Sophie pour commencer, comment le confinement a été abordé à 42 ?

Sophie : "Du jour au lendemain, il a fallu revoir le modèle de l’école. Ça n’a pas été immédiatement évident. Il a fallu rassurer certaines craintes de l’équipe de voir un modèle twister. Pour resituer, à 42 tout a été fait pour que les formations se passent en présentiel. C’est notre modèle. Avec l’humain, ça fonctionne mieux car les relations sociales ont un effet bénéfique sur l’apprentissage, en particulier durant les « piscines ». Quand vous êtes 900 personnes engagées en même temps au même endroit, vos forces sont décuplées."Notre mode pédagogique par pair, sans prof, amène tout le monde travailler dans la même forêt d’ordinateurs, avec les mêmes librairies. Les élèves se corrigent les uns les autres, dans les mêmes environnements, donc obligatoirement sur place.

Dans ce contexte en mars, comme beaucoup d’entreprises, on s’est retrouvé propulsé dans une situation où, il a fallu se faire plus confiance, compter les uns sur les autres et avancer ensemble."

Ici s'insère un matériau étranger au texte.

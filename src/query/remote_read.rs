//! Remote read to SQL translation
//!
//! A remote-read query carries label matchers and aggregation hints; this
//! module turns one into a single SQL statement. The `__name__` matcher
//! routes the query: composite names (`db__table__metric[__precision]`)
//! address the platform's own databases, bare names address the Prometheus
//! sample table. Output is always ordered by timestamp descending so the
//! response builder can assemble samples time-ascending in one reverse scan.

use crate::config::Config;
use crate::query::TagPrefix;
use crate::rate_limit::{LeakyBucket, TOKENS_PER_QUERY};
use crate::wire::{self, LabelMatcher, MatcherType};
use crate::{Error, Result};

/// Timestamp alias used by every generated projection.
pub const TIME_COLUMN: &str = "timestamp";
/// JSON column carrying the Prometheus-native tags.
pub const NATIVE_TAG_COLUMN: &str = "tag";
/// Prefix marking the metric column in projections.
pub const METRICS_PREFIX: &str = "metrics.";

/// Synthetic aggregation hint used by series lookups; such queries skip
/// aggregation entirely (no samples are materialized downstream).
pub const FUNC_SERIES: &str = "series";

pub const DB_FLOW_LOG: &str = "flow_log";
pub const DB_FLOW_METRICS: &str = "flow_metrics";
pub const DB_EXT_METRICS: &str = "ext_metrics";
pub const DB_DEEPFLOW_SYSTEM: &str = "deepflow_system";
pub const DB_PROMETHEUS: &str = "prometheus";

const KNOWN_DBS: [&str; 5] = [
    DB_FLOW_LOG,
    DB_FLOW_METRICS,
    DB_EXT_METRICS,
    DB_DEEPFLOW_SYSTEM,
    DB_PROMETHEUS,
];

/// Rules rewriting Prometheus-safe matcher names back to querier tag names.
const MATCHER_RULES: [(&str, &str); 2] = [
    ("k8s_label_", "k8s.label."),
    ("cloud_tag_", "cloud.tag."),
];

/// How the metric column is aliased in the projection
#[derive(Debug, Clone, Copy, PartialEq, Eq)]
enum MetricAlias {
    /// `value as \`metrics.{name}\`` (sample tables)
    Value,
    /// `metrics.{name}` (tables whose metric columns already carry the prefix)
    Bare,
    /// `{expr} as \`metrics.{name}\`` (native metrics tables)
    Expr,
}

impl MetricAlias {
    fn project(&self, expr: &str, name: &str) -> String {
        match self {
            MetricAlias::Value => format!("value as `{METRICS_PREFIX}{name}`"),
            MetricAlias::Bare => format!("{METRICS_PREFIX}{name}"),
            MetricAlias::Expr => format!("{expr} as `{METRICS_PREFIX}{name}`"),
        }
    }
}

#[derive(Debug, Clone)]
struct ParsedMetric {
    prefix: TagPrefix,
    metric_name: String,
    /// Empty for native Prometheus metrics
    db: String,
    table: String,
    data_precision: Option<String>,
    alias: MetricAlias,
}

/// A translated query, ready for the columnar store
#[derive(Debug, Clone)]
pub struct PreparedQuery {
    pub sql: String,
    pub db: String,
    pub table: String,
    pub metric_name: String,
    pub data_precision: Option<String>,
    /// Tag prefix mode the response builder must apply
    pub prefix: TagPrefix,
}

/// Translates remote-read queries into SQL, with admission control
pub struct RemoteReadTranslator {
    limiter: LeakyBucket,
}

impl RemoteReadTranslator {
    pub fn new(qps_limit: u64) -> Self {
        Self {
            limiter: LeakyBucket::new(qps_limit),
        }
    }

    /// Translate one query. Consumes one admission token up front; a
    /// rejected query does no further work.
    pub fn translate(&self, cfg: &Config, query: &wire::Query) -> Result<PreparedQuery> {
        if !self.limiter.acquire(TOKENS_PER_QUERY) {
            return Err(Error::RateExceeded);
        }

        let hints = query.hints.clone().unwrap_or_default();
        let start_time = hints.start_ms / 1000;
        let mut end_time = hints.end_ms / 1000;
        if query.end_timestamp_ms % 1000 > 0 {
            end_time += 1;
        }

        let parsed = parse_metric(&query.matchers)?;
        let is_series_query = hints.func == FUNC_SERIES;

        let mut metrics: Vec<String> =
            vec![format!("toUnixTimestamp(time) AS {TIME_COLUMN}")];
        let mut group_by: Vec<String> = Vec::new();
        let mut metric_with_agg: Option<String> = None;

        let sample_style_db = parsed.db.is_empty()
            || parsed.db == DB_EXT_METRICS
            || parsed.db == DB_DEEPFLOW_SYSTEM
            || parsed.db == DB_PROMETHEUS;

        if !sample_style_db && !is_series_query {
            // Native metrics tables are only queryable through aggregation.
            if hints.grouping.is_empty() {
                return Err(Error::Translation("unknown series".into()));
            }
            if !hints.by {
                return Err(Error::Translation(
                    "not support for 'without' clause for aggregation".into(),
                ));
            }
            let operator = agg_operator(&hints.func).ok_or_else(|| {
                Error::Translation(format!(
                    "aggregation operator: {} is not supported yet",
                    hints.func
                ))
            })?;

            if hints.step_ms > 0 {
                // Range query: align the time projection to the step.
                metrics[0] = format!("time(time, {}) AS {TIME_COLUMN}", hints.step_ms / 1000);
            }

            // Instant queries aggregate to a single timestamp point.
            group_by.reserve(hints.grouping.len() + 1);
            group_by.push(TIME_COLUMN.to_string());
            for group_label in &hints.grouping {
                let label = format!("`{}`", to_querier_tag_name(group_label));
                group_by.push(label.clone());
                metrics.push(label);
            }

            metric_with_agg = Some(match operator {
                "1" => operator.to_string(),
                "Count" => {
                    if parsed.db != DB_FLOW_LOG {
                        return Err(Error::Translation(
                            "only supported Count for flow_log".into(),
                        ));
                    }
                    // count_values counts distinct values: the metric column
                    // joins both projection and grouping.
                    if hints.func == "count_values" {
                        metrics.push(format!("`{}`", parsed.metric_name));
                        group_by.push(format!("`{}`", parsed.metric_name));
                    }
                    "Sum(`log_count`)".to_string()
                }
                _ => format!("{operator}(`{}`)", parsed.metric_name),
            });
        }

        if sample_style_db {
            metrics.push(parsed.alias.project(&parsed.metric_name, &parsed.metric_name));
            metrics.push(format!("`{NATIVE_TAG_COLUMN}`"));
        } else if let Some(agg_expr) = &metric_with_agg {
            metrics.push(parsed.alias.project(agg_expr, &parsed.metric_name));
        } else {
            // Series lookups project the raw metric column.
            metrics.push(parsed.alias.project(&parsed.metric_name, &parsed.metric_name));
        }

        let mut filters = vec![format!("(time >= {start_time} AND time <= {end_time})")];
        for matcher in &query.matchers {
            if matcher.name == wire::METRIC_NAME_LABEL {
                continue;
            }
            let operation = matcher_operation(matcher)?;
            let value = escape_value(&matcher.value);

            if parsed.db.is_empty() || parsed.db == DB_DEEPFLOW_SYSTEM {
                if let Some(rest) = matcher.name.strip_prefix(cfg.auto_tagging_prefix.as_str()) {
                    let tag_name = to_querier_tag_name(rest);
                    filters.push(format!("`{tag_name}` {operation} '{value}'"));
                    // A mentioned platform tag joins the projection so the
                    // response carries it.
                    if cfg.request_query_with_debug {
                        metrics.push(tag_name);
                    }
                } else {
                    filters.push(format!(
                        "`tag.{}` {operation} '{value}'",
                        matcher.name
                    ));
                    metrics.push(format!("`tag.{}`", matcher.name));
                }
            } else if let Some(rest) = matcher.name.strip_prefix("tag_") {
                filters.push(format!("`tag.{rest}` {operation} '{value}'"));
                if cfg.request_query_with_debug {
                    metrics.push(format!("`tag.{rest}`"));
                }
            } else {
                let tag_name = to_querier_tag_name(&matcher.name);
                filters.push(format!("`{tag_name}` {operation} '{value}'"));
            }
        }

        let sql = if parsed.db.is_empty() {
            format!(
                "SELECT {} FROM {} WHERE {} ORDER BY {TIME_COLUMN} desc LIMIT {}",
                metrics.join(","),
                parsed.table,
                filters.join(" AND "),
                cfg.limit
            )
        } else {
            let mut sql = format!(
                "SELECT {} FROM {} WHERE {} ",
                metrics.join(","),
                parsed.table,
                filters.join(" AND ")
            );
            if !group_by.is_empty() {
                sql.push_str(&format!("GROUP BY {}", group_by.join(",")));
            }
            sql.push_str(&format!(
                " ORDER BY {TIME_COLUMN} desc LIMIT {}",
                cfg.limit
            ));
            sql
        };

        Ok(PreparedQuery {
            sql,
            db: parsed.db,
            table: parsed.table,
            metric_name: parsed.metric_name,
            data_precision: parsed.data_precision,
            prefix: parsed.prefix,
        })
    }
}

/// Resolve the `__name__` matcher into database routing and metric aliasing.
fn parse_metric(matchers: &[LabelMatcher]) -> Result<ParsedMetric> {
    let name_matcher = matchers
        .iter()
        .find(|m| m.name == wire::METRIC_NAME_LABEL)
        .ok_or_else(|| Error::Parse("no __name__ matcher in query".into()))?;
    let raw_name = name_matcher.value.clone();

    if !raw_name.contains("__") {
        // Native Prometheus metric: table per metric in the sample database,
        // platform tags prefixed in responses.
        return Ok(ParsedMetric {
            prefix: TagPrefix::Auto,
            table: raw_name.clone(),
            metric_name: raw_name,
            db: String::new(),
            data_precision: None,
            alias: MetricAlias::Value,
        });
    }

    // Composite names:
    //   flow_log__l4_flow_log__byte_rx
    //   flow_metrics__vtap_flow_port__byte_rx__1m
    //   ext_metrics__metrics__prometheus_node_cpu_seconds_total
    //   prometheus__samples__node_cpu_seconds_total
    let parts: Vec<&str> = raw_name.split("__").collect();
    if parts.len() < 3 || !KNOWN_DBS.contains(&parts[0]) {
        return Err(Error::Parse(format!("unknown metrics {raw_name}")));
    }
    let db = parts[0].to_string();
    let mut table = parts[1].to_string();
    let mut metric_name = parts[2].to_string();
    let mut prefix = TagPrefix::None;

    let alias = match db.as_str() {
        DB_DEEPFLOW_SYSTEM => MetricAlias::Bare,
        DB_EXT_METRICS => {
            prefix = TagPrefix::Native;
            // Integrated metrics encode their source in the first name
            // segment: prometheus_node_cpu -> table prometheus.node_cpu.
            if let Some((source, rest)) = metric_name.split_once('_') {
                table = format!("{source}.{rest}");
                metric_name = rest.to_string();
            }
            MetricAlias::Bare
        }
        DB_PROMETHEUS => {
            prefix = TagPrefix::Native;
            table = metric_name.clone();
            MetricAlias::Value
        }
        _ => MetricAlias::Expr,
    };

    // Data precision is only carried by flow metrics names.
    let data_precision = parts.get(3).map(|p| p.to_string());

    Ok(ParsedMetric {
        prefix,
        metric_name,
        db,
        table,
        data_precision,
        alias,
    })
}

fn agg_operator(func: &str) -> Option<&'static str> {
    match func {
        "sum" => Some("Sum"),
        "avg" => Some("Avg"),
        "count" => Some("Count"),
        "min" => Some("Min"),
        "max" => Some("Max"),
        "stddev" => Some("Stddev"),
        // all values in the resulting vector are 1
        "group" => Some("1"),
        "count_values" => Some("Count"),
        _ => None,
    }
}

fn matcher_operation(matcher: &LabelMatcher) -> Result<&'static str> {
    match matcher.matcher_type() {
        Some(MatcherType::Eq) => Ok("="),
        Some(MatcherType::Neq) => Ok("!="),
        Some(MatcherType::Re) => Ok("REGEXP"),
        Some(MatcherType::Nre) => Ok("NOT REGEXP"),
        None => Err(Error::Parse(format!(
            "unknown match type {}",
            matcher.r#type
        ))),
    }
}

/// Rewrite a Prometheus-safe matcher name to the querier's tag name.
pub fn to_querier_tag_name(name: &str) -> String {
    for (rule_prefix, replacement) in MATCHER_RULES {
        if let Some(rest) = name.strip_prefix(rule_prefix) {
            return format!("{replacement}{rest}");
        }
    }
    name.to_string()
}

/// Normalise a querier tag name into a Prometheus-safe label name.
pub fn format_tag_name(name: &str) -> String {
    name.replace(['.', '-', '/'], "_")
}

fn escape_value(value: &str) -> String {
    value.replace('\'', "''")
}

#[cfg(test)]
mod tests {
    use super::*;

    fn name_matcher(value: &str) -> LabelMatcher {
        LabelMatcher::new(MatcherType::Eq, wire::METRIC_NAME_LABEL, value)
    }

    #[test]
    fn test_parse_native_prometheus_metric() {
        let parsed = parse_metric(&[name_matcher("up")]).unwrap();
        assert_eq!(parsed.prefix, TagPrefix::Auto);
        assert_eq!(parsed.db, "");
        assert_eq!(parsed.table, "up");
        assert_eq!(parsed.alias.project("", "up"), "value as `metrics.up`");
    }

    #[test]
    fn test_parse_flow_metrics_with_precision() {
        let parsed =
            parse_metric(&[name_matcher("flow_metrics__vtap_flow_port__byte_rx__1m")]).unwrap();
        assert_eq!(parsed.db, DB_FLOW_METRICS);
        assert_eq!(parsed.table, "vtap_flow_port");
        assert_eq!(parsed.metric_name, "byte_rx");
        assert_eq!(parsed.data_precision.as_deref(), Some("1m"));
        assert_eq!(parsed.prefix, TagPrefix::None);
    }

    #[test]
    fn test_parse_ext_metrics_splits_source() {
        let parsed = parse_metric(&[name_matcher(
            "ext_metrics__metrics__prometheus_node_cpu_seconds_total",
        )])
        .unwrap();
        assert_eq!(parsed.table, "prometheus.node_cpu_seconds_total");
        assert_eq!(parsed.metric_name, "node_cpu_seconds_total");
        assert_eq!(parsed.prefix, TagPrefix::Native);
    }

    #[test]
    fn test_parse_prometheus_db_routes_to_metric_table() {
        let parsed =
            parse_metric(&[name_matcher("prometheus__samples__node_load1")]).unwrap();
        assert_eq!(parsed.db, DB_PROMETHEUS);
        assert_eq!(parsed.table, "node_load1");
        assert_eq!(parsed.prefix, TagPrefix::Native);
    }

    #[test]
    fn test_parse_unknown_db_rejected() {
        let err = parse_metric(&[name_matcher("nosuch__table__metric")]).unwrap_err();
        assert!(err.to_string().contains("unknown metrics"));
    }

    #[test]
    fn test_tag_name_rules() {
        assert_eq!(to_querier_tag_name("k8s_label_app"), "k8s.label.app");
        assert_eq!(to_querier_tag_name("cloud_tag_env"), "cloud.tag.env");
        assert_eq!(to_querier_tag_name("region"), "region");
        assert_eq!(format_tag_name("k8s.label/app-name"), "k8s_label_app_name");
    }
}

Comment les formations ont été adaptées au full remote ?

Sophie : "On s’est beaucoup appuyé sur les étudiants. On a mis en place un système avec Guacamole pour leur permettre d’accéder à leurs travaux. Pour les projets graphiques, ça a été plus délicat en termes de connexion. Il a fallu s’assurer que tout le monde dispose du même environnement. On a fourni aux étudiants une VM Linux avec tous les packages nécessaires. On a aussi cherché à reconstituer les conditions de travail habituelles grâce à des outils comme Discord, Slack, WhatsApp. On a créé des groupes. On a proposé des one to one avec des tuteurs pour aider les étudiants. Et puis, on a beaucoup entretenu le lien à distance. On a organisé des challenges, des coding games. Les élèves ont participé au Cloud Challenge contre le covid ou encore à Yes We Hack. On a fait des conférences, des Ask Me Anything sur différents sujets. Le BDE a animé une soirée avec des jeux… Au niveau de l’équipe, on a tout jalonné, tout organiser pour fédérer, pour ne pas subir la situation mais plutôt en faire émerger des opportunités."

Illustration par Tommy Dessine

Quels types opportunités ? 

Sophie : "D’une façon générale, on a amélioré la dimension collaborative entre les différents campus de 42. Cette crise nous a permis de nous connaître mieux et de structurer nos liens. 

Il est toutefois temps que la situation revienne à la normale. Parmi les élèves, il y a des profils pour qui c’est plus compliqué. En l’occurrence, on s’est rendu compte que certains ne disposaient pas d’ordinateurs ou de connexions internet convenables pour suivre les programmes à distance. Pour faire en sorte qu’ils ne décrochent pas, on a sollicité la région. On a aussi travaillé sur un plan de retour dans les locaux qui nous a permis de ré-ouvrir nos portes hier à une cinquantaine d’étudiants, dans le respect strictes des mesures de sécurité sanitaire (gestion du flux, gestes barrières, ordinateur lavé entre chaque utilisateur, etc.)"

Une fois la crise passée, que va-t-il rester du remote à 42 ?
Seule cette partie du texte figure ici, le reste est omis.